La proprietà non è più un furto è un film del 1973 diretto da Elio Petri con Flavio Bucci e Ugo Tognazzi. L’opera, comunemente, si considera far parte della cosiddetta “trilogia della nevrosi“, un trio di film composto da Indagine su un cittadino al di sopra di ogni sospetto (“nevrosi del potere“) e La classe operaia va in paradiso (“nevrosi del lavoro“), che si completa con un’analisi della “nevrosi del denaro“. Inserito in concorso al Festival di Berlino e presentato alle Giornate del cinema di Venezia del 1973, il film non ottenne riconoscimenti. Seppur sequestrato in Italia per oscenità e offesa al pudore, fece infine registrare un buon successo di pubblico, grazie alla trovata del distributore Goffredo Lombardo che lo distribuì come film del genere commedia all’italiana, vista anche la presenza di Tognazzi nel cast.
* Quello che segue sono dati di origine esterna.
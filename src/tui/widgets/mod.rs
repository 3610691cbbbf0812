pub mod books;
pub mod dashboard;
pub mod participant_detail;
pub mod participants;
use std::collections::{HashMap, HashSet};
use std::path::Path;

use chrono::{DateTime, NaiveDate, Utc};
use rusqlite::{params, Connection, Result};
use serde::Serialize;

use crate::models::{
    Book, Chapter, CheckIn, Notification, NotificationKind, PaceStatus, Participant,
};
use crate::plan::{self, WeekAssignment};
use crate::progress::{
    self, ActivityRecord, BookHistoryEntry, CohortStats, ParticipantProgress, ProgressSummary,
};

pub struct Database {
    conn: Connection,
}
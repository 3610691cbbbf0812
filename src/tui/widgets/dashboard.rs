use ratatui::{
    layout::{Constraint, Direction, Layout, Rect},
    style::{Color, Modifier, Style},
    text::{Line, Span},
    widgets::{Block, Borders, List, ListItem, Paragraph},
    Frame,
};

use crate::models::PaceStatus;
use crate::tui::App;

pub fn draw(f: &mut Frame, app: &App, area: Rect) {
    let chunks = Layout::default()
        .direction(Direction::Vertical)
        .constraints([
            Constraint::Length(9), // Stats + Top readers row
            Constraint::Min(0),    // Standings
        ])
        .split(area);

    let top_chunks = Layout::default()
        .direction(Direction::Horizontal)
        .constraints([Constraint::Percentage(50), Constraint::Percentage(50)])
        .split(chunks[0]);

    draw_stats(f, app, top_chunks[0]);
    draw_top_readers(f, app, top_chunks[1]);
    draw_standings(f, app, chunks[1]);
}

fn draw_stats(f: &mut Frame, app: &App, area: Rect) {
    let text = match &app.overview {
        Some(overview) => vec![
            Line::from(vec![
                Span::styled("Reading: ", Style::default().fg(Color::Gray)),
                Span::styled(
                    overview.book.title.clone(),
                    Style::default()
                        .fg(Color::White)
                        .add_modifier(Modifier::BOLD),
                ),
            ]),
            Line::from(vec![
                Span::styled("Week: ", Style::default().fg(Color::Gray)),
                Span::styled(
                    format!("{} of {}", overview.current_week, overview.book.duration_weeks),
                    Style::default().fg(Color::White),
                ),
            ]),
            Line::from(vec![
                Span::styled("Participants: ", Style::default().fg(Color::Gray)),
                Span::styled(
                    format!("{}", overview.stats.participant_count),
                    Style::default().fg(Color::White),
                ),
            ]),
            Line::from(vec![
                Span::styled("Avg Progress: ", Style::default().fg(Color::Gray)),
                Span::styled(
                    format!("{}%", overview.stats.average_progress),
                    Style::default().fg(Color::Cyan),
                ),
            ]),
            Line::from(vec![
                Span::styled("Quiet this week: ", Style::default().fg(Color::Gray)),
                Span::styled(
                    format!("{}", overview.stats.not_reading_this_week),
                    Style::default().fg(if overview.stats.not_reading_this_week > 0 {
                        Color::Yellow
                    } else {
                        Color::White
                    }),
                ),
            ]),
        ],
        None => vec![Line::from(Span::styled(
            "No active book",
            Style::default().fg(Color::DarkGray),
        ))],
    };

    let block = Block::default()
        .borders(Borders::ALL)
        .title(" Club ")
        .title_style(Style::default().fg(Color::Cyan));

    let paragraph = Paragraph::new(text).block(block);
    f.render_widget(paragraph, area);
}

fn draw_top_readers(f: &mut Frame, app: &App, area: Rect) {
    let items: Vec<ListItem> = match &app.overview {
        Some(overview) => overview
            .stats
            .ranked
            .iter()
            .take(5)
            .enumerate()
            .map(|(i, entry)| {
                ListItem::new(Line::from(vec![
                    Span::styled(format!("{}. ", i + 1), Style::default().fg(Color::DarkGray)),
                    Span::styled(
                        format!("{:<20}", truncate(&entry.name, 18)),
                        Style::default().fg(Color::White),
                    ),
                    Span::styled(
                        progress_bar(entry.summary.percentage),
                        Style::default().fg(Color::Green),
                    ),
                    Span::styled(
                        format!(" {}%", entry.summary.percentage),
                        Style::default().fg(Color::Yellow),
                    ),
                ]))
            })
            .collect(),
        None => Vec::new(),
    };

    let block = Block::default()
        .borders(Borders::ALL)
        .title(" Top Readers ")
        .title_style(Style::default().fg(Color::Yellow));

    let list = List::new(items).block(block);
    f.render_widget(list, area);
}

fn draw_standings(f: &mut Frame, app: &App, area: Rect) {
    let items: Vec<ListItem> = match &app.overview {
        Some(overview) => overview
            .stats
            .ranked
            .iter()
            .map(|entry| {
                let (pace_text, pace_color) = match entry.pace {
                    PaceStatus::Ahead => ("Ahead", Color::Green),
                    PaceStatus::OnTrack => ("On Track", Color::Cyan),
                    PaceStatus::Behind => ("Behind", Color::Red),
                };

                ListItem::new(Line::from(vec![
                    Span::styled(
                        format!("{:<22}", truncate(&entry.name, 20)),
                        Style::default().fg(Color::White),
                    ),
                    Span::styled(
                        format!(
                            "{:<8}",
                            format!("{}/{}", entry.summary.read_count, entry.summary.total_count)
                        ),
                        Style::default().fg(Color::Gray),
                    ),
                    Span::styled(
                        format!("{:<10}", format!("this wk {}", entry.read_this_week)),
                        Style::default().fg(Color::DarkGray),
                    ),
                    Span::styled(pace_text, Style::default().fg(pace_color)),
                ]))
            })
            .collect(),
        None => Vec::new(),
    };

    let block = Block::default()
        .borders(Borders::ALL)
        .title(" Standings ")
        .title_style(Style::default().fg(Color::Magenta));

    let list = List::new(items).block(block);
    f.render_widget(list, area);
}

fn progress_bar(percentage: u32) -> String {
    let filled = (percentage as usize / 10).min(10);
    format!("{}{}", "█".repeat(filled), "░".repeat(10 - filled))
}

fn truncate(s: &str, max_len: usize) -> String {
    if s.len() <= max_len {
        s.to_string()
    } else {
        format!("{}...", &s[..max_len.saturating_sub(3)])
    }
}
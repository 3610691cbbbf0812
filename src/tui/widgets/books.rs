use ratatui::{
    layout::Rect,
    style::{Color, Modifier, Style},
    text::{Line, Span},
    widgets::{Block, Borders, List, ListItem, ListState},
    Frame,
};

use crate::tui::App;

pub fn draw(f: &mut Frame, app: &App, area: Rect) {
    let items: Vec<ListItem> = app
        .books
        .items
        .iter()
        .map(|overview| {
            let b = &overview.book;
            let marker = if b.is_active { "* " } else { "  " };
            let author = b.author.as_deref().unwrap_or("-");

            ListItem::new(Line::from(vec![
                Span::styled(
                    marker,
                    Style::default()
                        .fg(Color::Green)
                        .add_modifier(Modifier::BOLD),
                ),
                Span::styled(
                    format!("{:<30}", truncate(&b.title, 28)),
                    Style::default().fg(if b.is_active {
                        Color::Green
                    } else {
                        Color::White
                    }),
                ),
                Span::styled(
                    format!("{:<22}", truncate(author, 20)),
                    Style::default().fg(Color::Gray),
                ),
                Span::styled(
                    format!("{:<6}", overview.chapter_count),
                    Style::default().fg(Color::Yellow),
                ),
                Span::styled(
                    format!("{:<6}", b.duration_weeks),
                    Style::default().fg(Color::Cyan),
                ),
                Span::styled(b.start_date.to_string(), Style::default().fg(Color::White)),
            ]))
        })
        .collect();

    let block = Block::default()
        .borders(Borders::ALL)
        .title(" Books ")
        .title_style(Style::default().fg(Color::Cyan));

    let header = Line::from(vec![
        Span::styled(
            format!("  {:<30}", "Title"),
            Style::default()
                .fg(Color::DarkGray)
                .add_modifier(Modifier::BOLD),
        ),
        Span::styled(
            format!("{:<22}", "Author"),
            Style::default()
                .fg(Color::DarkGray)
                .add_modifier(Modifier::BOLD),
        ),
        Span::styled(
            format!("{:<6}", "Ch"),
            Style::default()
                .fg(Color::DarkGray)
                .add_modifier(Modifier::BOLD),
        ),
        Span::styled(
            format!("{:<6}", "Wks"),
            Style::default()
                .fg(Color::DarkGray)
                .add_modifier(Modifier::BOLD),
        ),
        Span::styled(
            "Start",
            Style::default()
                .fg(Color::DarkGray)
                .add_modifier(Modifier::BOLD),
        ),
    ]);

    let list = List::new(items)
        .block(block)
        .highlight_style(
            Style::default()
                .bg(Color::DarkGray)
                .add_modifier(Modifier::BOLD),
        )
        .highlight_symbol("> ");

    let mut state = ListState::default();
    state.select(app.books.selected);

    let header_area = Rect {
        x: area.x + 1,
        y: area.y + 1,
        width: area.width.saturating_sub(2),
        height: 1,
    };
    f.render_widget(ratatui::widgets::Paragraph::new(header), header_area);

    let list_area = Rect {
        x: area.x,
        y: area.y + 1,
        width: area.width,
        height: area.height.saturating_sub(1),
    };

    f.render_stateful_widget(list, list_area, &mut state);
}

fn truncate(s: &str, max_len: usize) -> String {
    if s.len() <= max_len {
        s.to_string()
    } else {
        format!("{}...", &s[..max_len.saturating_sub(3)])
    }
}
mod ui;
mod widgets;

use std::io;
use std::time::Duration;

use chrono::Local;
use crossterm::{
    event::{self, DisableMouseCapture, EnableMouseCapture, Event, KeyCode, KeyModifiers},
    execute,
    terminal::{disable_raw_mode, enable_raw_mode, EnterAlternateScreen, LeaveAlternateScreen},
};
use ratatui::{backend::CrosstermBackend, Terminal};

use crate::db::{BookOverview, ClubOverview, Database, ProgressReport};
use crate::models::{CheckIn, PaceStatus};
use crate::progress::{ParticipantProgress, ProgressSummary};

#[derive(Debug, Clone, Copy, PartialEq, Eq)]
pub enum View {
    Dashboard,
    Books,
    Participants,
    ParticipantDetail,
}

impl View {
    fn next(&self) -> Self {
        match self {
            View::Dashboard => View::Books,
            View::Books => View::Participants,
            View::Participants => View::Dashboard,
            View::ParticipantDetail => View::Participants,
        }
    }

    fn prev(&self) -> Self {
        match self {
            View::Dashboard => View::Participants,
            View::Books => View::Dashboard,
            View::Participants => View::Books,
            View::ParticipantDetail => View::Participants,
        }
    }
}

pub struct StatefulList<T> {
    pub items: Vec<T>,
    pub selected: Option<usize>,
}

impl<T> StatefulList<T> {
    fn with_items(items: Vec<T>) -> Self {
        let selected = if items.is_empty() { None } else { Some(0) };
        Self { items, selected }
    }

    fn next(&mut self) {
        if self.items.is_empty() {
            return;
        }
        let i = match self.selected {
            Some(i) => {
                if i >= self.items.len() - 1 {
                    0
                } else {
                    i + 1
                }
            }
            None => 0,
        };
        self.selected = Some(i);
    }

    fn previous(&mut self) {
        if self.items.is_empty() {
            return;
        }
        let i = match self.selected {
            Some(i) => {
                if i == 0 {
                    self.items.len() - 1
                } else {
                    i - 1
                }
            }
            None => 0,
        };
        self.selected = Some(i);
    }

    fn selected_item(&self) -> Option<&T> {
        self.selected.and_then(|i| self.items.get(i))
    }
}

pub struct App {
    db: Database,
    pub view: View,
    pub overview: Option<ClubOverview>,
    pub books: StatefulList<BookOverview>,
    pub participants: StatefulList<ParticipantProgress>,
    pub selected_participant: Option<ParticipantProgress>,
    pub selected_report: Option<ProgressReport>,
    pub selected_checkins: Vec<CheckIn>,
    pub filter_name: Option<String>,
    pub filter_input: String,
    pub filter_mode: bool,
    pub should_quit: bool,
}

impl App {
    pub fn new(db: Database) -> Result<Self, Box<dyn std::error::Error>> {
        let mut app = Self {
            db,
            view: View::Dashboard,
            overview: None,
            books: StatefulList::with_items(Vec::new()),
            participants: StatefulList::with_items(Vec::new()),
            selected_participant: None,
            selected_report: None,
            selected_checkins: Vec::new(),
            filter_name: None,
            filter_input: String::new(),
            filter_mode: false,
            should_quit: false,
        };
        app.refresh_data()?;
        Ok(app)
    }

    pub fn refresh_data(&mut self) -> Result<(), Box<dyn std::error::Error>> {
        let today = Local::now().date_naive();
        self.overview = self.db.club_stats(today)?;
        self.books = StatefulList::with_items(self.db.list_books()?);
        self.participants = StatefulList::with_items(self.participant_rows()?);
        Ok(())
    }

    // Standings when a book is active, a bare roster otherwise
    fn participant_rows(&self) -> Result<Vec<ParticipantProgress>, Box<dyn std::error::Error>> {
        let mut rows = match &self.overview {
            Some(overview) => overview.stats.ranked.clone(),
            None => self
                .db
                .list_participants()?
                .into_iter()
                .map(|p| ParticipantProgress {
                    participant_id: p.id,
                    name: p.name,
                    summary: ProgressSummary {
                        read_count: 0,
                        total_count: 0,
                        percentage: 0,
                    },
                    read_this_week: 0,
                    pace: PaceStatus::OnTrack,
                })
                .collect(),
        };

        if let Some(filter) = &self.filter_name {
            let needle = filter.to_lowercase();
            rows.retain(|r| r.name.to_lowercase().contains(&needle));
        }
        Ok(rows)
    }

    fn apply_filter(&mut self) -> Result<(), Box<dyn std::error::Error>> {
        if self.filter_input.is_empty() {
            self.filter_name = None;
        } else {
            self.filter_name = Some(self.filter_input.clone());
        }
        self.participants = StatefulList::with_items(self.participant_rows()?);
        Ok(())
    }

    fn select_participant(&mut self) -> Result<(), Box<dyn std::error::Error>> {
        if let Some(row) = self.participants.selected_item() {
            let today = Local::now().date_naive();
            let report = self.db.progress_report(row.participant_id, today)?;
            self.selected_checkins = match &report {
                Some(r) => self.db.checkins_for(row.participant_id, r.book.id)?,
                None => Vec::new(),
            };
            self.selected_participant = Some(row.clone());
            self.selected_report = report;
            self.view = View::ParticipantDetail;
        }
        Ok(())
    }

    fn handle_key(
        &mut self,
        key: KeyCode,
        modifiers: KeyModifiers,
    ) -> Result<(), Box<dyn std::error::Error>> {
        // Filter mode captures raw input until Enter/Esc
        if self.filter_mode {
            match key {
                KeyCode::Esc => {
                    self.filter_mode = false;
                    self.filter_input.clear();
                }
                KeyCode::Enter => {
                    self.filter_mode = false;
                    self.apply_filter()?;
                }
                KeyCode::Backspace => {
                    self.filter_input.pop();
                }
                KeyCode::Char(c) => {
                    self.filter_input.push(c);
                }
                _ => {}
            }
            return Ok(());
        }

        match key {
            KeyCode::Char('q') => self.should_quit = true,

            KeyCode::Char('r') if modifiers.contains(KeyModifiers::CONTROL) => {
                self.refresh_data()?;
            }

            KeyCode::Char('/') if self.view == View::Participants => {
                self.filter_mode = true;
                self.filter_input.clear();
            }

            KeyCode::Esc => match self.view {
                View::ParticipantDetail => {
                    self.view = View::Participants;
                    self.selected_participant = None;
                    self.selected_report = None;
                }
                View::Participants if self.filter_name.is_some() => {
                    self.filter_name = None;
                    self.filter_input.clear();
                    self.apply_filter()?;
                }
                _ => {}
            },

            KeyCode::Char('h') | KeyCode::Left => match self.view {
                View::ParticipantDetail => {
                    self.view = View::Participants;
                    self.selected_participant = None;
                    self.selected_report = None;
                }
                _ => self.view = self.view.prev(),
            },
            KeyCode::Char('l') | KeyCode::Right => match self.view {
                View::Participants => self.select_participant()?,
                _ => self.view = self.view.next(),
            },

            KeyCode::Tab => {
                if modifiers.contains(KeyModifiers::SHIFT) {
                    self.view = self.view.prev();
                } else {
                    self.view = self.view.next();
                }
            }
            KeyCode::BackTab => {
                self.view = self.view.prev();
            }

            KeyCode::Char('j') | KeyCode::Down => match self.view {
                View::Books => self.books.next(),
                View::Participants => self.participants.next(),
                _ => {}
            },
            KeyCode::Char('k') | KeyCode::Up => match self.view {
                View::Books => self.books.previous(),
                View::Participants => self.participants.previous(),
                _ => {}
            },

            KeyCode::Char('g') => match self.view {
                View::Books if !self.books.items.is_empty() => {
                    self.books.selected = Some(0);
                }
                View::Participants if !self.participants.items.is_empty() => {
                    self.participants.selected = Some(0);
                }
                _ => {}
            },
            KeyCode::Char('G') => match self.view {
                View::Books if !self.books.items.is_empty() => {
                    self.books.selected = Some(self.books.items.len() - 1);
                }
                View::Participants if !self.participants.items.is_empty() => {
                    self.participants.selected = Some(self.participants.items.len() - 1);
                }
                _ => {}
            },

            KeyCode::Enter => {
                if self.view == View::Participants {
                    self.select_participant()?;
                }
            }

            _ => {}
        }
        Ok(())
    }
}

pub fn run(db: Database) -> Result<(), Box<dyn std::error::Error>> {
    enable_raw_mode()?;
    let mut stdout = io::stdout();
    execute!(stdout, EnterAlternateScreen, EnableMouseCapture)?;
    let backend = CrosstermBackend::new(stdout);
    let mut terminal = Terminal::new(backend)?;

    let mut app = App::new(db)?;

    let result = run_app(&mut terminal, &mut app);

    disable_raw_mode()?;
    execute!(
        terminal.backend_mut(),
        LeaveAlternateScreen,
        DisableMouseCapture
    )?;
    terminal.show_cursor()?;

    result
}

fn run_app(
    terminal: &mut Terminal<CrosstermBackend<io::Stdout>>,
    app: &mut App,
) -> Result<(), Box<dyn std::error::Error>> {
    loop {
        terminal.draw(|f| ui::draw(f, app))?;

        if event::poll(Duration::from_millis(100))? {
            if let Event::Key(key) = event::read()? {
                app.handle_key(key.code, key.modifiers)?;
            }
        }

        if app.should_quit {
            return Ok(());
        }
    }
}
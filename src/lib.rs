//! # brdoc
//!
//! Validation, normalization and formatting of Brazilian taxpayer
//! identifiers: CPF (11 digits) and CNPJ (14 characters, numeric or the
//! alphanumeric form where the 12 base positions may hold `A-Z`).
//!
//! Every input goes through the same pipeline: [`clean`] strips formatting
//! and upper-cases letters, the validator checks length, character classes
//! and repeated characters, and finally the two Module 11 check digits.
//! A successful validation yields a [`Cpf`](cpf::Cpf) or
//! [`Cnpj`](cnpj::Cnpj) value that can only exist in validated form.
//!
//! ## Quick Start
//!
//! ```rust
//! use brdoc::cnpj::validate_cnpj;
//! use brdoc::cpf::validate_cpf;
//! use brdoc::{ErrorKind, clean};
//!
//! let cpf = validate_cpf("716.566.867-59").unwrap();
//! assert_eq!(cpf.as_str(), "71656686759");
//! assert_eq!(cpf.to_string(), "716.566.867-59");
//!
//! let cnpj = validate_cnpj("12.ABC.345/01DE-35").unwrap();
//! assert_eq!(cnpj.to_string(), "12.ABC.345/01DE-35");
//!
//! let err = validate_cpf("111.111.111-11").unwrap_err();
//! assert_eq!(err.kind(), ErrorKind::AllSameCharacter);
//!
//! assert_eq!(clean("  7 1 6 . 5 6 6 . 8 6 7 - 5 9  "), "71656686759");
//! ```
//!
//! ## Feature Flags
//!
//! | Feature | Description |
//! |---------|-------------|
//! | `core` | Cleaning, Module 11 check digits, formatting, errors |
//! | `cpf` (default) | CPF validation and the [`Cpf`](cpf::Cpf) type |
//! | `cnpj` (default) | CNPJ validation and the [`Cnpj`](cnpj::Cnpj) type |
//! | `all` | Everything, including auto-detecting [`Document`] |
//!
//! [`Document`] is available whenever both `cpf` and `cnpj` are enabled.
//!
//! ## Logging
//!
//! Validators emit [`tracing`] events (`debug` on rejection, `trace` on
//! acceptance) carrying the document kind and error kind. Raw identifiers
//! are never logged.

#[cfg(feature = "core")]
pub mod core;

#[cfg(feature = "cpf")]
pub mod cpf;

#[cfg(feature = "cnpj")]
pub mod cnpj;

#[cfg(all(feature = "cpf", feature = "cnpj"))]
mod document;

#[cfg(all(feature = "cpf", feature = "cnpj"))]
pub use crate::document::Document;

// Re-export core types at crate root for convenience
#[cfg(feature = "core")]
pub use crate::core::*;
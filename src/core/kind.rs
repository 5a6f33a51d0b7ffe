use std::fmt;

use serde::{Deserialize, Serialize};

use super::format::format_document;

/// Number of characters in a cleaned CPF.
pub const CPF_LENGTH: usize = 11;
/// Number of characters in a cleaned CNPJ.
pub const CNPJ_LENGTH: usize = 14;

/// Display pattern for CPF; every `X` takes one source character.
pub const CPF_PATTERN: &str = "XXX.XXX.XXX-XX";
/// Display pattern for CNPJ, numeric or alphanumeric.
pub const CNPJ_PATTERN: &str = "XX.XXX.XXX/XXXX-XX";

/// The two supported Brazilian taxpayer identifiers.
#[derive(Debug, Clone, Copy, PartialEq, Eq, Hash, PartialOrd, Ord, Serialize, Deserialize)]
pub enum DocumentKind {
    /// Cadastro de Pessoas Físicas: 11 digits.
    Cpf,
    /// Cadastro Nacional da Pessoa Jurídica: 12 alphanumeric + 2 check digits.
    Cnpj,
}

impl DocumentKind {
    /// Cleaned length including check digits.
    pub const fn length(self) -> usize {
        match self {
            Self::Cpf => CPF_LENGTH,
            Self::Cnpj => CNPJ_LENGTH,
        }
    }

    /// Length of the base the check digits are computed over.
    pub const fn base_len(self) -> usize {
        self.length() - 2
    }

    pub const fn pattern(self) -> &'static str {
        match self {
            Self::Cpf => CPF_PATTERN,
            Self::Cnpj => CNPJ_PATTERN,
        }
    }

    /// Kind whose cleaned length is `len`, if any.
    pub const fn from_len(len: usize) -> Option<Self> {
        match len {
            CPF_LENGTH => Some(Self::Cpf),
            CNPJ_LENGTH => Some(Self::Cnpj),
            _ => None,
        }
    }

    /// Render `raw` with this kind's display pattern.
    ///
    /// If `raw` does not have exactly [`length`](Self::length) characters it is
    /// returned unchanged.
    pub fn format(self, raw: &str) -> String {
        if raw.len() != self.length() {
            return raw.to_string();
        }
        format_document(raw, self.pattern())
    }
}

impl fmt::Display for DocumentKind {
    fn fmt(&self, f: &mut fmt::Formatter<'_>) -> fmt::Result {
        match self {
            Self::Cpf => f.write_str("CPF"),
            Self::Cnpj => f.write_str("CNPJ"),
        }
    }
}
//! Normalization, Module 11 check digits, formatting and errors.
//!
//! This module holds the machinery shared by [`cpf`](crate::cpf) and
//! [`cnpj`](crate::cnpj): the input cleaner, the character classifier, the
//! check digit engine and the display pattern formatter.

mod checksum;
mod clean;
mod error;
mod format;
mod kind;

pub use checksum::*;
pub use clean::{MAX_INPUT_SIZE, clean};
pub use error::*;
pub use format::*;
pub use kind::*;

/// Whether `cleaned` has at least two characters and all of them are equal.
#[cfg(any(feature = "cpf", feature = "cnpj"))]
pub(crate) fn is_same_character(cleaned: &str) -> bool {
    match cleaned.as_bytes() {
        [first, rest @ ..] if !rest.is_empty() => rest.iter().all(|b| b == first),
        _ => false,
    }
}

/// Reject oversized raw input before any cleaning work.
#[cfg(any(feature = "cpf", feature = "cnpj"))]
pub(crate) fn check_input_size(text: &str) -> Result<(), DocumentError> {
    if text.len() > MAX_INPUT_SIZE {
        return Err(DocumentError::InputTooLarge {
            max: MAX_INPUT_SIZE,
            actual: text.len(),
        });
    }
    Ok(())
}
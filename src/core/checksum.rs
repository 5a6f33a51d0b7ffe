//! Module 11 check digits shared by CPF and CNPJ.
//!
//! Both documents use the same two-pass weighted sum; only the weight
//! tables and the base length differ.

use super::error::{CheckDigitPass, ChecksumError, InvalidCharacter};

/// CPF first check digit weights (9 base digits).
pub const CPF_FIRST_WEIGHTS: &[u32] = &[10, 9, 8, 7, 6, 5, 4, 3, 2];
/// CPF second check digit weights (9 base digits + first check digit).
pub const CPF_SECOND_WEIGHTS: &[u32] = &[11, 10, 9, 8, 7, 6, 5, 4, 3, 2];

/// CNPJ first check digit weights (12 base characters).
pub const CNPJ_FIRST_WEIGHTS: &[u32] = &[5, 4, 3, 2, 9, 8, 7, 6, 5, 4, 3, 2];
/// CNPJ second check digit weights (12 base characters + first check digit).
pub const CNPJ_SECOND_WEIGHTS: &[u32] = &[6, 5, 4, 3, 2, 9, 8, 7, 6, 5, 4, 3, 2];

/// Pair of weight tables for one document kind.
#[derive(Debug, Clone, Copy, PartialEq, Eq)]
pub struct Module11Weights {
    /// One weight per base position.
    pub first: &'static [u32],
    /// One weight per base position, plus one for the first check digit.
    pub second: &'static [u32],
}

impl Module11Weights {
    pub const CPF: Self = Self {
        first: CPF_FIRST_WEIGHTS,
        second: CPF_SECOND_WEIGHTS,
    };

    pub const CNPJ: Self = Self {
        first: CNPJ_FIRST_WEIGHTS,
        second: CNPJ_SECOND_WEIGHTS,
    };
}

/// The two computed check digits, each in `0..=9`.
///
/// Only [`check_digits`] builds these, so both digits are always decimal.
#[derive(Debug, Clone, Copy, PartialEq, Eq, Hash)]
pub struct CheckDigits {
    first: u8,
    second: u8,
}

impl CheckDigits {
    pub fn first(self) -> u8 {
        self.first
    }

    pub fn second(self) -> u8 {
        self.second
    }

    /// The digits as ASCII bytes.
    pub fn to_ascii(self) -> [u8; 2] {
        [b'0' + self.first, b'0' + self.second]
    }

    /// Whether `suffix` spells exactly these two digits.
    pub fn matches(self, suffix: &[u8]) -> bool {
        suffix == self.to_ascii()
    }
}

/// Checksum value of a single character.
///
/// Digits map to `0..=9`. Uppercase letters map to their ASCII code minus
/// 48, so `'A'` is 17 and `'Z'` is 42. Anything else is rejected.
pub fn char_value(byte: u8) -> Result<u32, InvalidCharacter> {
    match byte {
        b'0'..=b'9' | b'A'..=b'Z' => Ok(u32::from(byte - b'0')),
        _ => Err(InvalidCharacter { byte }),
    }
}

/// Weighted positional sum over the common prefix of `base` and `weights`.
fn weighted_sum(base: &[u8], weights: &[u32], pass: CheckDigitPass) -> Result<u32, ChecksumError> {
    base.iter()
        .zip(weights)
        .enumerate()
        .try_fold(0u32, |sum, (position, (&byte, &weight))| {
            char_value(byte)
                .map(|value| sum + weight * value)
                .map_err(|source| ChecksumError {
                    pass,
                    position,
                    source,
                })
        })
}

fn digit_from_sum(sum: u32) -> u8 {
    match sum % 11 {
        r if r < 2 => 0,
        // r is in 2..=10, so the digit is in 1..=9
        r => (11 - r) as u8,
    }
}

/// Compute both Module 11 check digits for `base`.
///
/// The second pass weighs the base with `weights.second` and adds the
/// first check digit times the weight right after the base.
///
/// ```rust
/// use brdoc::core::{Module11Weights, check_digits};
///
/// let digits = check_digits("716566867", Module11Weights::CPF).unwrap();
/// assert_eq!((digits.first(), digits.second()), (5, 9));
/// ```
pub fn check_digits(base: &str, weights: Module11Weights) -> Result<CheckDigits, ChecksumError> {
    let base = base.as_bytes();

    let first = digit_from_sum(weighted_sum(base, weights.first, CheckDigitPass::First)?);

    let mut sum = weighted_sum(base, weights.second, CheckDigitPass::Second)?;
    if let Some(&weight) = weights.second.get(base.len()) {
        sum += u32::from(first) * weight;
    }
    let second = digit_from_sum(sum);

    Ok(CheckDigits { first, second })
}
Sceneggiato dalla coppia fissa Elio Petri-Ugo Pirro, con la fotografia di Luigi Kuveiller, il montaggio di Ruggero Mastroianni e le musiche del maestro Ennio Morricone, La proprietà non è più un furto venne aspramente criticato dalla sinistra dell’epoca e massacrato proprio dai colleghi del regista, sebbene, in realtà, si trattasse di un film profetico in grado di delineare, seppur in maniera approssimativa, le dinamiche socio-economiche di un’Italia proiettata nei rampanti anni ’80. Con Ugo Tognazzi, Flavio Bucci, Daria Nicolodi, Salvo Randone, Luigi Proietti, Mario Scaccia.
Trama
Total, giovane impiegato di banca, è allergico al denaro, gli fa schifo toccarlo e disprezza chi lo possiede. Convinto che il mondo sia fatto di ladri, quelli che si professano tali e quelli che si arrichiscono alle spalle degli altri, crede di aver individuato un appartenente alla seconda categoria in un macellaio cliente della banca per cui lavora. Decide di prenderlo di mira.